Hells Angel says people are rude to him
Spokesman tells court he feels 'fear and loathing' since group was ruled a criminal organization
Neal Hall, VANCOUVER SUN
Published: Tuesday, October 17, 2006
A high-profile member of the Vancouver Hells Angels says people have been rude to him and he has experienced "fear and loathing" from the public at supermarkets, restaurants and other places after an Ontario court ruling last year that found the Hells Angels is a criminal organization, a Vancouver judge was told Monday.

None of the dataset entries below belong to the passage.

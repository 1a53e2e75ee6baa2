pub mod script;
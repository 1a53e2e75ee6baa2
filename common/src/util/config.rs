use serde::Deserialize;

#[derive(Debug, Deserialize)]
pub struct Config {
    #[serde(default)]
    pub grid: GridConfig,
    #[serde(default)]
    pub limits: LimitsConfig,
    #[serde(default)]
    pub output: OutputConfig,
}

impl Default for Config {
    fn default() -> Self {
        Self {
            grid: GridConfig::default(),
            limits: LimitsConfig::default(),
            output: OutputConfig::default(),
        }
    }
}

/// Die size in cells. The canonical session is a 60x60 grid (the original
/// 480px canvas at tile size 8).
#[derive(Debug, Clone, Copy, Deserialize)]
pub struct GridConfig {
    #[serde(default = "default_grid_width")]
    pub width: i32,
    #[serde(default = "default_grid_height")]
    pub height: i32,
}

impl Default for GridConfig {
    fn default() -> Self {
        Self {
            width: default_grid_width(),
            height: default_grid_height(),
        }
    }
}

/// Range the clamped inputs (data width, register count, ALU count) are
/// sanitized into.
#[derive(Debug, Clone, Copy, Deserialize)]
pub struct LimitsConfig {
    #[serde(default = "default_limit_min")]
    pub min: i32,
    #[serde(default = "default_limit_max")]
    pub max: i32,
}

impl Default for LimitsConfig {
    fn default() -> Self {
        Self {
            min: default_limit_min(),
            max: default_limit_max(),
        }
    }
}

#[derive(Debug, Deserialize)]
pub struct OutputConfig {
    #[serde(default = "default_image_path")]
    pub image: String,
}

impl Default for OutputConfig {
    fn default() -> Self {
        Self {
            image: default_image_path(),
        }
    }
}

fn default_grid_width() -> i32 {
    60
}

fn default_grid_height() -> i32 {
    60
}

fn default_limit_min() -> i32 {
    1
}

fn default_limit_max() -> i32 {
    99
}

fn default_image_path() -> String {
    "output/layout.png".to_string()
}
use crate::db::core::{DesignDB, NetClass};
use image::{Rgb, RgbImage};
use imageproc::drawing::{draw_filled_rect_mut, draw_hollow_rect_mut, draw_line_segment_mut};
use imageproc::rect::Rect as ImageRect;
use std::path::Path;

const TILE: i32 = 8;

fn net_color(class: NetClass) -> Rgb<u8> {
    match class {
        NetClass::ClockTree => Rgb([255, 0, 255]),
        NetClass::Control => Rgb([170, 0, 0]),
        NetClass::Operand => Rgb([0, 255, 0]),
        NetClass::Result => Rgb([0, 204, 204]),
    }
}

/// Dumps the current layout to a PNG: component footprints (red when
/// colliding), routed wires along their cell paths, and pin dots. Debug
/// artifact only; failures to save are logged and swallowed.
pub fn draw_layout(db: &DesignDB, grid_width: i32, grid_height: i32, filename: &str) {
    let w = (grid_width * TILE) as u32;
    let h = (grid_height * TILE) as u32;
    let mut img = RgbImage::from_pixel(w, h, Rgb([20, 20, 40]));

    let center_px = |x: i32, y: i32| ((x * TILE + TILE / 2) as f32, (y * TILE + TILE / 2) as f32);

    for (_, comp) in db.iter_components() {
        let bounds = comp.bounds();
        let rect = ImageRect::at(bounds.x * TILE, bounds.y * TILE)
            .of_size((bounds.width * TILE) as u32, (bounds.height * TILE) as u32);
        let fill = if comp.collision {
            Rgb([200, 40, 40])
        } else {
            Rgb([230, 230, 230])
        };
        draw_filled_rect_mut(&mut img, rect, fill);
        draw_hollow_rect_mut(&mut img, rect, Rgb([0, 0, 0]));
    }

    for (_, link) in db.iter_links() {
        let Some(path) = &link.path else { continue };
        let color = net_color(link.class);
        for pair in path.windows(2) {
            draw_line_segment_mut(
                &mut img,
                center_px(pair[0].x, pair[0].y),
                center_px(pair[1].x, pair[1].y),
                color,
            );
        }
    }

    let pin_color = Rgb([255, 255, 255]);
    for (_, comp) in db.iter_components() {
        for &pin in &comp.pins {
            if let Some(pos) = db.pin_position(pin) {
                let rect = ImageRect::at(pos.x * TILE + TILE / 2 - 1, pos.y * TILE + TILE / 2 - 1)
                    .of_size(3, 3);
                draw_filled_rect_mut(&mut img, rect, pin_color);
            }
        }
    }

    if let Err(e) = img.save(Path::new(filename)) {
        log::warn!("could not save layout image '{}': {}", filename, e);
    }
}
pub mod astar;
pub fn init() {
    env_logger::Builder::from_env(env_logger::Env::default().default_filter_or("info"))
        .format_timestamp(None)
        .init();
}
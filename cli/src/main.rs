use chipgrid_common::db::parser::script;
use chipgrid_common::util::config::Config;
use chipgrid_common::util::{generator, logger, visualization};
use chipgrid_layout::{Layout, Snapshot, check};
use clap::{Parser, Subcommand};
use std::path::{Path, PathBuf};

#[derive(Parser)]
#[command(author, version, about, long_about = None)]
struct Args {
    #[arg(short, long, value_name = "FILE", default_value = "config.toml")]
    config: PathBuf,

    #[command(subcommand)]
    command: Option<Commands>,
}

#[derive(Subcommand)]
enum Commands {
    /// Build the default layout and print its snapshot.
    Demo,
    /// Replay an edit script against the default layout.
    Run {
        #[arg(value_name = "SCRIPT")]
        script: PathBuf,
    },
    /// Write a random edit script for soak testing.
    Generate {
        #[arg(long, default_value_t = 200)]
        edits: usize,
        #[arg(long, default_value_t = 42)]
        seed: u64,
        #[arg(long, default_value = "inputs/random.chipscript")]
        output: String,
    },
    /// Build the default layout and render it to a PNG.
    Render {
        #[arg(long)]
        output: Option<String>,
    },
}

fn main() -> anyhow::Result<()> {
    logger::init();
    let args = Args::parse();

    let config = if args.config.exists() {
        log::info!("Loading configuration from {:?}", args.config);
        let config_str = std::fs::read_to_string(&args.config)
            .map_err(|e| anyhow::anyhow!("Failed to read config file: {}", e))?;
        toml::from_str(&config_str)
            .map_err(|e| anyhow::anyhow!("Failed to parse config TOML: {}", e))?
    } else {
        log::warn!(
            "Configuration file {:?} not found. Using internal defaults.",
            args.config
        );
        Config::default()
    };

    let command = args.command.unwrap_or(Commands::Demo);

    match command {
        Commands::Demo => {
            let layout = Layout::new(&config);
            print_snapshot(&layout);
            if check::run(&layout).is_err() {
                std::process::exit(1);
            }
        }
        Commands::Run { script } => {
            let commands = script::parse_file(&script)
                .map_err(|e| anyhow::anyhow!("Invalid script '{}': {}", script.display(), e))?;
            log::info!("Replaying {} edits from {:?}", commands.len(), script);

            let mut layout = Layout::new(&config);
            for (i, command) in commands.iter().enumerate() {
                if let Err(e) = layout.apply(command) {
                    log::warn!("edit {} rejected: {}", i + 1, e);
                }
            }
            print_snapshot(&layout);

            prepare_output_dir(&config.output.image)?;
            visualization::draw_layout(
                layout.db(),
                layout.grid().width(),
                layout.grid().height(),
                &config.output.image,
            );
            log::info!("Rendered layout to {}", config.output.image);

            if check::run(&layout).is_err() {
                std::process::exit(1);
            }
        }
        Commands::Generate {
            edits,
            seed,
            output,
        } => {
            prepare_output_dir(&output)?;
            generator::generate_random_script(&output, edits, seed, &config.grid)?;
            log::info!("Generated: {}", output);
        }
        Commands::Render { output } => {
            let layout = Layout::new(&config);
            let target = output.unwrap_or_else(|| config.output.image.clone());
            prepare_output_dir(&target)?;
            visualization::draw_layout(
                layout.db(),
                layout.grid().width(),
                layout.grid().height(),
                &target,
            );
            log::info!("Rendered layout to {}", target);
        }
    }

    Ok(())
}

fn prepare_output_dir(path_str: &str) -> anyhow::Result<()> {
    if let Some(parent) = Path::new(path_str).parent() {
        if !parent.exists() && !parent.as_os_str().is_empty() {
            log::info!("Creating output directory: {:?}", parent);
            std::fs::create_dir_all(parent)?;
        }
    }
    Ok(())
}

fn print_snapshot(layout: &Layout) {
    let snap = Snapshot::capture(layout);
    println!("components:");
    for c in &snap.components {
        println!(
            "  {:<10} bounds=({},{} {}x{}) rot={} {}",
            c.name,
            c.bounds.x,
            c.bounds.y,
            c.bounds.width,
            c.bounds.height,
            c.rotation,
            if c.collision { "COLLIDING" } else { "ok" }
        );
    }
    println!("wires:");
    for (i, l) in snap.links.iter().enumerate() {
        match &l.path {
            Some(path) => println!("  #{i} {} length={}", l.color, path.len()),
            None => println!("  #{i} {} UNROUTED", l.color),
        }
    }
    println!(
        "clock: {}   power: {}   price: {}",
        snap.clock_display, snap.power_display, snap.price_display
    );
}
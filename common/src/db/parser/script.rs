//! Line-based edit scripts. One command per line, `#` starts a comment:
//!
//! ```text
//! reset
//! width 8
//! regs 4
//! alus 2
//! move control 28 12
//! rotate alu0
//! block keepout1 50 50 1 1
//! remove keepout1
//! ```

use crate::db::command::EditCommand;
use crate::geom::Vec2;
use std::fs;
use std::path::Path;
use thiserror::Error;

#[derive(Debug, Error)]
pub enum ScriptError {
    #[error("failed to read script: {0}")]
    Io(#[from] std::io::Error),
    #[error("line {line}: unknown command '{word}'")]
    UnknownCommand { line: usize, word: String },
    #[error("line {line}: '{command}' expects {expected} argument(s)")]
    BadArity {
        line: usize,
        command: String,
        expected: usize,
    },
    #[error("line {line}: '{value}' is not a number")]
    BadNumber { line: usize, value: String },
}

pub fn parse_file(path: &Path) -> Result<Vec<EditCommand>, ScriptError> {
    parse(&fs::read_to_string(path)?)
}

pub fn parse(input: &str) -> Result<Vec<EditCommand>, ScriptError> {
    let mut commands = Vec::new();
    for (i, raw) in input.lines().enumerate() {
        let line = i + 1;
        let text = raw.split('#').next().unwrap_or("").trim();
        if text.is_empty() {
            continue;
        }
        let words: Vec<&str> = text.split_whitespace().collect();
        let (head, args) = (words[0], &words[1..]);
        let command = match head {
            "reset" => {
                expect_arity(line, head, args, 0)?;
                EditCommand::Reset
            }
            "recompute" => {
                expect_arity(line, head, args, 0)?;
                EditCommand::Recompute
            }
            "width" => EditCommand::SetDataWidth(one_number(line, head, args)?),
            "regs" => EditCommand::SetNumRegs(one_number(line, head, args)?),
            "alus" => EditCommand::SetNumAlus(one_number(line, head, args)?),
            "add-alu" => {
                expect_arity(line, head, args, 0)?;
                EditCommand::AddAlu
            }
            "remove-alu" => {
                expect_arity(line, head, args, 0)?;
                EditCommand::RemoveAlu
            }
            "move" => {
                expect_arity(line, head, args, 3)?;
                EditCommand::Move {
                    name: args[0].to_string(),
                    to: Vec2::new(number(line, args[1])? as i32, number(line, args[2])? as i32),
                }
            }
            "rotate" => {
                expect_arity(line, head, args, 1)?;
                EditCommand::Rotate {
                    name: args[0].to_string(),
                }
            }
            "block" => {
                expect_arity(line, head, args, 5)?;
                EditCommand::AddBlockage {
                    name: args[0].to_string(),
                    center: Vec2::new(number(line, args[1])? as i32, number(line, args[2])? as i32),
                    hsize: number(line, args[3])? as i32,
                    vsize: number(line, args[4])? as i32,
                }
            }
            "remove" => {
                expect_arity(line, head, args, 1)?;
                EditCommand::Remove {
                    name: args[0].to_string(),
                }
            }
            word => {
                return Err(ScriptError::UnknownCommand {
                    line,
                    word: word.to_string(),
                });
            }
        };
        commands.push(command);
    }
    Ok(commands)
}

fn expect_arity(
    line: usize,
    command: &str,
    args: &[&str],
    expected: usize,
) -> Result<(), ScriptError> {
    if args.len() != expected {
        return Err(ScriptError::BadArity {
            line,
            command: command.to_string(),
            expected,
        });
    }
    Ok(())
}

fn one_number(line: usize, command: &str, args: &[&str]) -> Result<i64, ScriptError> {
    expect_arity(line, command, args, 1)?;
    number(line, args[0])
}

fn number(line: usize, value: &str) -> Result<i64, ScriptError> {
    value.parse().map_err(|_| ScriptError::BadNumber {
        line,
        value: value.to_string(),
    })
}

#[cfg(test)]
mod tests {
    use super::*;

    #[test]
    fn parses_commands_and_skips_comments() {
        let script = "\
# initial configuration
reset
width 16   # widen the datapath
alus 3

move control 28 12
";
        let commands = parse(script).unwrap();
        assert_eq!(
            commands,
            vec![
                EditCommand::Reset,
                EditCommand::SetDataWidth(16),
                EditCommand::SetNumAlus(3),
                EditCommand::Move {
                    name: "control".to_string(),
                    to: Vec2::new(28, 12),
                },
            ]
        );
    }

    #[test]
    fn blockage_line() {
        let commands = parse("block wall 10 10 0 5").unwrap();
        assert_eq!(
            commands,
            vec![EditCommand::AddBlockage {
                name: "wall".to_string(),
                center: Vec2::new(10, 10),
                hsize: 0,
                vsize: 5,
            }]
        );
    }

    #[test]
    fn reports_line_numbers() {
        let err = parse("reset\nwobble 3").unwrap_err();
        match err {
            ScriptError::UnknownCommand { line, word } => {
                assert_eq!(line, 2);
                assert_eq!(word, "wobble");
            }
            other => panic!("unexpected error: {other}"),
        }
    }

    #[test]
    fn rejects_bad_arity_and_numbers() {
        assert!(matches!(
            parse("move control 5").unwrap_err(),
            ScriptError::BadArity { .. }
        ));
        assert!(matches!(
            parse("width lots").unwrap_err(),
            ScriptError::BadNumber { .. }
        ));
    }
}
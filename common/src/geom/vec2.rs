use std::ops::{Add, Sub};

/// Integer grid coordinate. Also used for local-frame pin offsets, which may
/// be negative.
#[derive(Clone, Copy, Debug, Default, PartialEq, Eq, Hash)]
pub struct Vec2 {
    pub x: i32,
    pub y: i32,
}

impl Vec2 {
    pub const fn new(x: i32, y: i32) -> Self {
        Self { x, y }
    }

    pub fn manhattan(self, other: Vec2) -> i32 {
        (self.x - other.x).abs() + (self.y - other.y).abs()
    }
}

impl Add for Vec2 {
    type Output = Vec2;
    fn add(self, rhs: Vec2) -> Vec2 {
        Vec2::new(self.x + rhs.x, self.y + rhs.y)
    }
}

impl Sub for Vec2 {
    type Output = Vec2;
    fn sub(self, rhs: Vec2) -> Vec2 {
        Vec2::new(self.x - rhs.x, self.y - rhs.y)
    }
}

/// The four unit grid moves. Routing is 4-connected, no diagonals.
#[derive(Clone, Copy, Debug, PartialEq, Eq)]
pub enum Dir {
    Left,
    Up,
    Down,
    Right,
}

impl Dir {
    pub const ALL: [Dir; 4] = [Dir::Left, Dir::Up, Dir::Down, Dir::Right];

    pub fn offset(self) -> Vec2 {
        match self {
            Dir::Left => Vec2::new(-1, 0),
            Dir::Up => Vec2::new(0, -1),
            Dir::Down => Vec2::new(0, 1),
            Dir::Right => Vec2::new(1, 0),
        }
    }
}

#[cfg(test)]
mod tests {
    use super::*;

    #[test]
    fn manhattan_distance() {
        let a = Vec2::new(2, 3);
        let b = Vec2::new(5, 1);
        assert_eq!(a.manhattan(b), 5);
        assert_eq!(b.manhattan(a), 5);
        assert_eq!(a.manhattan(a), 0);
    }

    #[test]
    fn dir_offsets_are_unit_steps() {
        for dir in Dir::ALL {
            let o = dir.offset();
            assert_eq!(o.x.abs() + o.y.abs(), 1);
        }
    }
}
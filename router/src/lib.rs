pub mod algo;
pub mod grid;

pub use algo::astar::PathFinder;
pub use grid::OccupancyGrid;

use chipgrid_common::db::core::DesignDB;

/// Recomputes the path of every live link against the current occupancy.
/// A link with an unresolvable endpoint (pin without an offset) stays
/// unrouted. Returns true iff every link ended up satisfied; individual
/// failures never abort the rest of the pass.
pub fn route_links(db: &mut DesignDB, grid: &OccupancyGrid, finder: &mut PathFinder) -> bool {
    let mut all_linked = true;
    for id in db.live_link_ids() {
        let (a, b) = {
            let link = db.link(id);
            (link.a, link.b)
        };
        let path = match (db.pin_position(a), db.pin_position(b)) {
            (Some(from), Some(to)) => finder.find_path(grid, from, to),
            _ => None,
        };
        if path.is_none() {
            log::debug!("{:?} unrouted under current occupancy", id);
            all_linked = false;
        }
        db.link_mut(id).path = path;
    }
    all_linked
}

In an affidavit filed in B.C. Supreme Court, Rickey Ciarniello, 61, the president of the Vancouver chapter, who has been a member of the Hells Angels since 1983, says he has always proudly worn his Hells Angels insignia, known as colours, but since the Ontario ruling he has experienced "harassment, stigma and ostracism that membership would now seem to entail."
He was wearing a black jacket in court Monday that said in small letters on the front: Vancouver Hells Angels.
His affidavit, obtained by The Vancouver Sun, claims he is a law-abiding Hells Angels member who is "not responsible for the criminal acts that have, at times, been committed by some of its members."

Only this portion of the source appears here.